05/10/2006 - Le cabinet-conseil Impact Mémoire a présenté ses travaux, qui permettent d'évaluer la composition émotionnelle idéale d'une campagne médias.

Les campagnes de promotion, qui s'adressent à la seule raison du consommateur, seraient du côté de Descartes. Tandis que la publicité, qui fait appel au « coeur », serait en phase avec Pascal. Dans ce duel, pour le cabinet Impact Mémoire (IM), c'est clairement Pascal qui l'emporte. Et avec lui « l'émotion qui fait vendre », le sujet de la rencontre organisée mercredi 27 septembre à Paris par IM, dont les experts en sciences cognitives ont dressé un état des connaissances sur le fonctionnement des émotions et sur le rôle qu'elles jouent dans la mémorisation d'un message publicitaire et dans la décision d'achat.

Bernard Croisile, neurologue chez IM, a ainsi mis en évidence la relation entre l'intensité de l'émotion et le degré de mémorisation d'un message. En clair, plus l'émotion, négative comme la peur, ou positive comme la joie, est intense et mieux la publicité est mémorisée. Mais cette loi a une limite, indique Bruno Poyet, fondateur d'IM : « Si l'émotion est trop forte, comme dans le film de la Prévention routière mettant en scène un redoublement d'accident sur une famille, le sujet isole et neutralise ce souvenir qu'il ne peut intégrer. »

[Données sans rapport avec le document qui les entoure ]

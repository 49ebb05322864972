// src/report/finding.rs

use std::fmt;

use serde::{Deserialize, Serialize};

use crate::config::ScanTool;

/// Ordered severity scale. Derived `Ord` follows declaration order, so
/// `Info < Low < Medium < High`.
#[derive(Debug, Clone, Copy, PartialEq, Eq, PartialOrd, Ord, Hash, Serialize, Deserialize)]
#[serde(rename_all = "UPPERCASE")]
pub enum Severity {
    Info,
    Low,
    Medium,
    High,
}

impl Severity {
    pub fn as_str(&self) -> &'static str {
        match self {
            Severity::High => "HIGH",
            Severity::Medium => "MEDIUM",
            Severity::Low => "LOW",
            Severity::Info => "INFO",
        }
    }

    /// All severities, highest first. Used for stable summary ordering.
    pub const DESCENDING: [Severity; 4] = [
        Severity::High,
        Severity::Medium,
        Severity::Low,
        Severity::Info,
    ];
}

impl fmt::Display for Severity {
    fn fmt(&self, f: &mut fmt::Formatter<'_>) -> fmt::Result {
        f.write_str(self.as_str())
    }
}

/// A normalized security observation extracted from a run's output.
/// Immutable once produced.
#[derive(Debug, Clone, PartialEq, Eq, Serialize, Deserialize)]
pub struct Finding {
    pub severity: Severity,
    pub title: String,
    pub tool: ScanTool,
    /// Free-form classification tag ("alert", "observation", protocol name,
    /// "parse-error", ...).
    pub finding_type: String,
    /// Verbatim source line or record the finding was derived from.
    pub source: String,
    /// Tool-reported identifier (e.g. ZAP plugin id), when available.
    pub plugin_id: Option<String>,
    /// Tool-reported confidence, when available.
    pub confidence: Option<String>,
}

impl Finding {
    pub fn new(
        tool: ScanTool,
        severity: Severity,
        title: impl Into<String>,
        finding_type: impl Into<String>,
        source: impl Into<String>,
    ) -> Self {
        Self {
            severity,
            title: title.into(),
            tool,
            finding_type: finding_type.into(),
            source: source.into(),
            plugin_id: None,
            confidence: None,
        }
    }

    pub fn with_plugin_id(mut self, id: impl Into<String>) -> Self {
        self.plugin_id = Some(id.into());
        self
    }

    pub fn with_confidence(mut self, confidence: impl Into<String>) -> Self {
        self.confidence = Some(confidence.into());
        self
    }
}

/// Placeholder finding used when output could not be interpreted; the raw
/// artifact still holds everything the tool printed.
pub fn placeholder(tool: ScanTool, detail: impl Into<String>) -> Finding {
    Finding::new(
        tool,
        Severity::Info,
        "Unparsed scanner output",
        "parse-error",
        detail,
    )
}

#[cfg(test)]
mod tests {
    use super::*;

    #[test]
    fn severity_orders_high_above_info() {
        assert!(Severity::High > Severity::Medium);
        assert!(Severity::Medium > Severity::Low);
        assert!(Severity::Low > Severity::Info);
    }
}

Bien construire le message

L'influence des mécanismes émotionnels se fait sentir sur toute la chaîne, du message jusqu'au comportement du consommateur. Une formulation négative, comme la peur ou la contextualisation triste du message, limite la prise de décision. Est-ce à dire que la création est condamnée à afficher un optimisme béat, à fuir toute négativité ? Pas tout à fait, tempère Bruno Poyet, en avançant que l'aspect décisif réside dans la construction du message. On peut parfaitement partir sur un récit très destructeur pourvu que l'on trouve une chute positive. Comme ce célèbre film pour la Peugeot 206, qui montre un jeune homme, dans une ville orientale, maltraiter sa vieille voiture... jusqu'à ce qu'elle ressemble vaguement à une 206.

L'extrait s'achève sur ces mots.